Over Current protection :- BMS protect the battery from withdrawing current above a defined threshold as well as charging current above a defined threshold. Discharging current threshold and charging current threshold can be configured separately. Different BMS provide discharging current protections in two or three stages for peak, continuous loads.

Inrush Current protection :- When connecting battery to vehicle or during switching of contactors/Mosfets, high current may flow for few microseconds. If this current flows for higher time duration(In case of any malfunction)then it may be dangerous for battery. BMS protects the battery from higher inrush current.

Temperature protection:- Thermal stability of Lihium battery is very important. It is very dangerous for battery operation in very high temperature as well as very low temperature. BMS protect the battery to charge/discharge in very high temperature and very low temperature. High temperature and low temperature threshold can be configured in BMS.
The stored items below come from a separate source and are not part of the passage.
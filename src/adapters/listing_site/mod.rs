//! Listing Site Adapter
//!
//! `ListingSource` implementation for exchange listing announcement pages:
//! paginated HTML search results, newest listings first, one table per page.

mod client;
mod html;

pub use client::{ListingSiteClient, ListingSiteConfig};
pub use html::parse_listing_table;
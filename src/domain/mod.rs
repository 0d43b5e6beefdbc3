//! Domain Layer - Core types and rules for listing discovery
//!
//! Pure types and logic with no network access. All external interactions
//! happen through the ports layer.
//!
//! - `listing`: scraped listing records and row outcomes
//! - `row_parser`: table-row interpretation with date carry-forward
//! - `candidate`: aggregation of listings into ticker candidates
//! - `eligibility`: age-window and exchange-coverage filter
//! - `asset`: market-data snapshots, chain and venue catalogs
//! - `resolution`: asset selection and chain placement policies
//! - `registry`: registry entries and the reconciler
//! - `registry_persistence`: loading and atomic saving of the registry file

pub mod listing;
pub mod row_parser;
pub mod candidate;
pub mod eligibility;
pub mod asset;
pub mod resolution;
pub mod registry;
pub mod registry_persistence;

pub use listing::{ListingRecord, RowOutcome, UnparsedReason, normalize_symbol, parse_listing_date, parse_symbol};
pub use row_parser::{RawRow, RowParser};
pub use candidate::{TickerCandidate, aggregate};
pub use eligibility::{EligibilityFilter, EligibilityError, Rejection};
pub use asset::{AssetRecord, AssetStub, MarketSnapshot, McapRange, ChainCatalog, VenueCatalog};
pub use resolution::{ChainPolicy, Placement, Resolution, SelectionPolicy};
pub use registry::{IdentityKey, Registry, RegistryEntry, ReconcileReport, build_entry, reconcile};
pub use registry_persistence::{RegistryStore, RegistryError, DEFAULT_REGISTRY_FILE, parse_registry, render_registry};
BMS algorithms and Communication :-

Energy estimation and predication :- This is the most important and complex application of the BMS to estimate the energy stored in the battery known as State of Charge(SOC) and maximum energy storage capability of the battery know as State of Health(SOH). As capacity of battery decreases with its usage, BMS calculate the SOH of battery after each cycle. There are many algorithms to calculate the SOC and SOH of the battery. Different BMS’s use hybrid/custom algorithms to calculate accurate SOC and SOH of the battery.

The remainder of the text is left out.